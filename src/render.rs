use color_eyre::eyre::Result;

use crate::channel::Update;
use crate::format::{format_bytes, format_percent};

#[derive(Debug, Clone, Copy, PartialEq, Eq, Default)]
pub enum OutputMode {
    #[default]
    Text,
    Json,
}

impl OutputMode {
    pub fn from_str_config(s: &str) -> Self {
        match s.to_lowercase().as_str() {
            "json" => OutputMode::Json,
            _ => OutputMode::Text,
        }
    }

    pub fn render(self, update: &Update) -> Result<String> {
        match self {
            OutputMode::Text => Ok(render_text(update)),
            OutputMode::Json => render_json(update),
        }
    }
}

pub fn render_text(update: &Update) -> String {
    let mode = if update.simulating {
        "simulating"
    } else {
        "monitoring"
    };
    let s = &update.snapshot;
    let mut line = format!(
        "[{mode}] CPU {} | RAM {} | procs {} | avail {} of {}",
        format_percent(s.cpu_percent),
        format_percent(s.ram_percent),
        s.running_processes,
        format_bytes(s.available_memory_bytes),
        format_bytes(s.total_memory_bytes),
    );
    if update.loading {
        line.push_str(" | adjusting...");
    }
    line
}

pub fn render_json(update: &Update) -> Result<String> {
    Ok(serde_json::to_string(update)?)
}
==============================
◆ **ACTION ITEM**:
All of the data, start to finish: please output it exactly.

◆ **RESPONSE AREA**:
filename src/render.rs
use color_eyre::eyre::Result;

use crate::channel::Update;
use crate::format::{format_bytes, format_percent};

#[derive(Debug, Clone, Copy, PartialEq, Eq, Default)]
pub enum OutputMode {
    #[default]
    Text,
    Json,
}

impl OutputMode {
    pub fn from_str_config(s: &str) -> Self {
        match s.to_lowercase().as_str() {
            "json" => OutputMode::Json,
            _ => OutputMode::Text,
        }
    }

    pub fn render(self, update: &Update) -> Result<String> {
        match self {
            OutputMode::Text => Ok(render_text(update)),
            OutputMode::Json => render_json(update),
        }
    }
}

pub fn render_text(update: &Update) -> String {
    let mode = if update.simulating {
        "simulating"
    } else {
        "monitoring"
    };
    let s = &update.snapshot;
    let mut line = format!(
        "[{mode}] CPU {} | RAM {} | procs {} | avail {} of {}",
        format_percent(s.cpu_percent),
        format_percent(s.ram_percent),
        s.running_processes,
        format_bytes(s.available_memory_bytes),
        format_bytes(s.total_memory_bytes),
    );
    if update.loading {
        line.push_str(" | adjusting...");
    }
    line
}

pub fn render_json(update: &Update) -> Result<String> {
    Ok(serde_json::to_string(update)?)
}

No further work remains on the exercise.